I'm not sure that's representative of all 256MB boards, though. No problems with texture settings on high for my 7800GT SLI setup (and bear in mind that this means only 8x PCIe for each card). I think that PCIe boards do better in general with offloading textures to system RAM.
 
I think to some degree this is a chicken/egg thing. Game developers will only enhance their graphics as cards can support those features. If we want mega-textures, we will need mega-amounts of memory. There is also a rise of large screen monitors out there with a native resolution above 1600x1200 (I'm running @ 1920x1200 native) This will eat memory usage as well. Most of the time I cannot turn on AA as it usually kills my performance. I'm running a 7800GTX 256 currently. For me, my next purchase of a 512mb card is pretty much a given. I'm just waiting to see what Nvidia puts out in the next couple of months , and that will determine if I go ATI or Nvidia. :p
 
Fortunately, it's really easy to have a quality option to turn down texture resolution. So in this situation, there's no problem with game devs thinking a bit ahead as far as video memory is concerned.
 
Chalnoth said:
Fortunately, it's really easy to have a quality option to turn down texture resolution. So in this situation, there's no problem with game devs thinking a bit ahead as far as video memory is concerned.

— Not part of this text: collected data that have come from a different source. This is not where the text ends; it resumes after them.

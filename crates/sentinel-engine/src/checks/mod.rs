//! Built-in checks
//!
//! Each check is a struct holding its parameters. The struct is
//! deserialized straight from the configuration entry, so field names are
//! the parameter names users write.

mod catalog;
mod coverage;
mod data_tests;
mod exposures;
mod lineage;
mod macros;
mod models;
mod run_results;
mod seeds;
mod sources;

use serde::Deserialize;
use sentinel_dbt::Meta;
use crate::registry::CheckKind;

/// Every built-in check kind
pub(crate) fn builtin() -> Vec<CheckKind> {
    let mut kinds = Vec::new();
    kinds.extend(models::kinds());
    kinds.extend(lineage::kinds());
    kinds.extend(coverage::kinds());
    kinds.extend(sources::kinds());
    kinds.extend(macros::kinds());
    kinds.extend(seeds::kinds());
    kinds.extend(exposures::kinds());
    kinds.extend(data_tests::kinds());
    kinds.extend(run_results::kinds());
    kinds.extend(catalog::kinds());
    kinds
}

pub(crate) fn default_min_description_length() -> usize {
    4
}

/// How a list of required tags is matched
#[derive(Debug, Clone, Copy, Default, PartialEq, Eq, Deserialize)]
#[serde(rename_all = "lowercase")]
pub(crate) enum TagCriteria {
    /// At least one of the tags
    Any,
    /// Every tag
    #[default]
    All,
    /// Exactly one of the tags
    One,
}

impl TagCriteria {
    pub(crate) fn is_met(&self, actual: &[String], required: &[String]) -> bool {
        let present = required.iter().filter(|t| actual.contains(t)).count();
        match self {
            Self::Any => present > 0,
            Self::All => present == required.len(),
            Self::One => present == 1,
        }
    }

    /// Failure message for a resource displayed as `name`
    pub(crate) fn failure(&self, name: &str, actual: &[String], required: &[String]) -> String {
        match self {
            Self::Any => format!("`{name}` does not have any of the required tags: {required:?}."),
            Self::All => {
                let missing: Vec<&String> = required.iter().filter(|t| !actual.contains(t)).collect();
                format!("`{name}` is missing required tags: {missing:?}.")
            }
            Self::One => format!("`{name}` must have exactly one of the required tags: {required:?}."),
        }
    }
}

/// Required meta keys: plain keys, or a key whose value must itself
/// contain the nested keys
#[derive(Debug, Clone, PartialEq, Eq, Deserialize)]
#[serde(untagged)]
pub(crate) enum MetaKey {
    Key(String),
    Nested(std::collections::BTreeMap<String, Vec<MetaKey>>),
}

/// Dotted paths of every required key absent from `meta`
pub(crate) fn missing_meta_keys(required: &[MetaKey], meta: &Meta) -> Vec<String> {
    let mut missing = Vec::new();
    collect_missing(required, meta, "", &mut missing);
    missing
}

fn collect_missing(required: &[MetaKey], meta: &Meta, prefix: &str, missing: &mut Vec<String>) {
    for key in required {
        match key {
            MetaKey::Key(name) => {
                if !meta.contains_key(name) {
                    missing.push(format!("{prefix}{name}"));
                }
            }
            MetaKey::Nested(children) => {
                for (name, nested) in children {
                    match meta.get(name).and_then(|v| v.as_object()) {
                        Some(inner) => collect_missing(nested, inner, &format!("{prefix}{name}."), missing),
                        None => missing.push(format!("{prefix}{name}")),
                    }
                }
            }
        }
    }
}

/// `config.meta` wins over the top-level `meta` for keys present in both
pub(crate) fn merged_meta(meta: &Meta, config_meta: &Meta) -> Meta {
    let mut merged = meta.clone();
    merged.extend(config_meta.iter().map(|(k, v)| (k.clone(), v.clone())));
    merged
}

/// Percentage of `covered` out of `total`; an empty set counts as fully covered
pub(crate) fn coverage_pct(covered: usize, total: usize) -> f64 {
    if total == 0 {
        100.0
    } else {
        covered as f64 * 100.0 / total as f64
    }
}

/// Percentage parameters must lie in 0..=100
pub(crate) fn validate_pct(field: &str, value: f64) -> Result<(), String> {
    if (0.0..=100.0).contains(&value) {
        Ok(())
    } else {
        Err(format!("`{field}` must be between 0 and 100, got {value}"))
    }
}
//! Check results
//!
//! A `CheckResult` is created exactly once per executed (check, resource)
//! pair and never mutated afterwards. Field names are serialized as-is
//! into every output format.

use serde::{Deserialize, Serialize};

/// Check severity level
#[derive(Debug, Clone, Copy, Default, PartialEq, Eq, PartialOrd, Ord, Hash, Serialize, Deserialize)]
#[serde(rename_all = "lowercase")]
pub enum Severity {
    /// Warning - reported but never fails the run
    Warn,

    /// Error - blocking issue that should fail CI
    #[default]
    Error,
}

impl Severity {
    pub fn as_str(&self) -> &'static str {
        match self {
            Self::Warn => "warn",
            Self::Error => "error",
        }
    }
}

impl std::fmt::Display for Severity {
    fn fmt(&self, f: &mut std::fmt::Formatter<'_>) -> std::fmt::Result {
        f.write_str(self.as_str())
    }
}

/// Outcome of one check execution
#[derive(Debug, Clone, Copy, PartialEq, Eq, PartialOrd, Ord, Hash, Serialize, Deserialize)]
#[serde(rename_all = "lowercase")]
pub enum Outcome {
    /// The check logic completed without signalling a problem
    Passed,

    /// The check logic signalled a rule violation
    Failed,

    /// The check logic could not run to completion
    Errored,
}

impl Outcome {
    pub fn as_str(&self) -> &'static str {
        match self {
            Self::Passed => "passed",
            Self::Failed => "failed",
            Self::Errored => "errored",
        }
    }
}

impl std::fmt::Display for Outcome {
    fn fmt(&self, f: &mut std::fmt::Formatter<'_>) -> std::fmt::Result {
        f.write_str(self.as_str())
    }
}

/// Normalized record of a single check execution
#[derive(Debug, Clone, PartialEq, Eq, Serialize, Deserialize)]
pub struct CheckResult {
    /// `{name}:{index}:{resource_short_name}` or `{name}:{index}`
    pub check_run_id: String,

    /// What happened
    pub outcome: Outcome,

    /// Severity the outcome is reported with
    pub severity: Severity,

    /// Present iff the outcome is not `passed`
    pub failure_message: Option<String>,
}

impl CheckResult {
    /// A passing result
    pub fn passed(check_run_id: impl Into<String>, severity: Severity) -> Self {
        Self {
            check_run_id: check_run_id.into(),
            outcome: Outcome::Passed,
            severity,
            failure_message: None,
        }
    }

    /// A rule violation, reported with the configured severity
    pub fn failed(check_run_id: impl Into<String>, severity: Severity, message: impl Into<String>) -> Self {
        Self {
            check_run_id: check_run_id.into(),
            outcome: Outcome::Failed,
            severity,
            failure_message: Some(message.into()),
        }
    }

    /// An execution error. Always error severity, whatever was configured.
    pub fn errored(check_run_id: impl Into<String>, message: impl Into<String>) -> Self {
        Self {
            check_run_id: check_run_id.into(),
            outcome: Outcome::Errored,
            severity: Severity::Error,
            failure_message: Some(message.into()),
        }
    }

    /// The check name portion of `check_run_id`
    pub fn check_name(&self) -> &str {
        self.check_run_id
            .split_once(':')
            .map(|(name, _)| name)
            .unwrap_or(&self.check_run_id)
    }

    pub fn is_passed(&self) -> bool {
        self.outcome == Outcome::Passed
    }

    /// Whether this result alone makes the run fail
    pub fn is_blocking(&self) -> bool {
        match self.outcome {
            Outcome::Passed => false,
            Outcome::Failed => self.severity == Severity::Error,
            Outcome::Errored => true,
        }
    }
}

/// Short resource name used in `check_run_id`s.
///
/// Everything after the resource type and package segments of a
/// `unique_id`, so `source.shop.raw.orders` becomes `raw.orders` and
/// `model.shop.orders.v2` becomes `orders.v2`.
pub fn short_name(unique_id: &str) -> &str {
    let mut dots = unique_id.match_indices('.').map(|(i, _)| i);
    match (dots.next(), dots.next()) {
        (Some(_), Some(second)) => &unique_id[second + 1..],
        _ => unique_id,
    }
}

/// Build the identifier of one check execution
pub fn check_run_id(name: &str, index: usize, unique_id: Option<&str>) -> String {
    match unique_id {
        Some(id) => format!("{}:{}:{}", name, index, short_name(id)),
        None => format!("{}:{}", name, index),
    }
}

I suppose the only thing is moving over to DVDs just for storing the ridiculously high res images. :)
 
Ailuros said:
IMHO when 512MB will make a significant difference in games, they'll be way more capable GPUs than today available.

Actually we have such games already I believe, I remember seeing several benches of X800XL 512MB where it was beating X850XT 256MB, and about on par with 7800GTX 256MB
 
There are a few games where 512 really helps (BF2, and FEAR) where it is a bonus (D3/Q4) and it generally helps when you apply loads of AA/AF.
If you compare 256 and 512 cards you see that 512 cards take a lot less % penalty for applying those image enhancers, not at low res, but at higher resolutions (1600x1200 and upwards) since THAT is where you'd buy a 1900 for.

do you think X1900 will be able to run those at high res (1280x960/1024 or higher)?
That's the previous generations' property!
 
Chalnoth said:
I'm not sure that's representative of all 256MB boards, though. No problems with texture settings on high for my 7800GT SLI setup (and bear in mind that this means only 8x PCIe for each card). I think that PCIe boards do better in general with offloading textures to system RAM.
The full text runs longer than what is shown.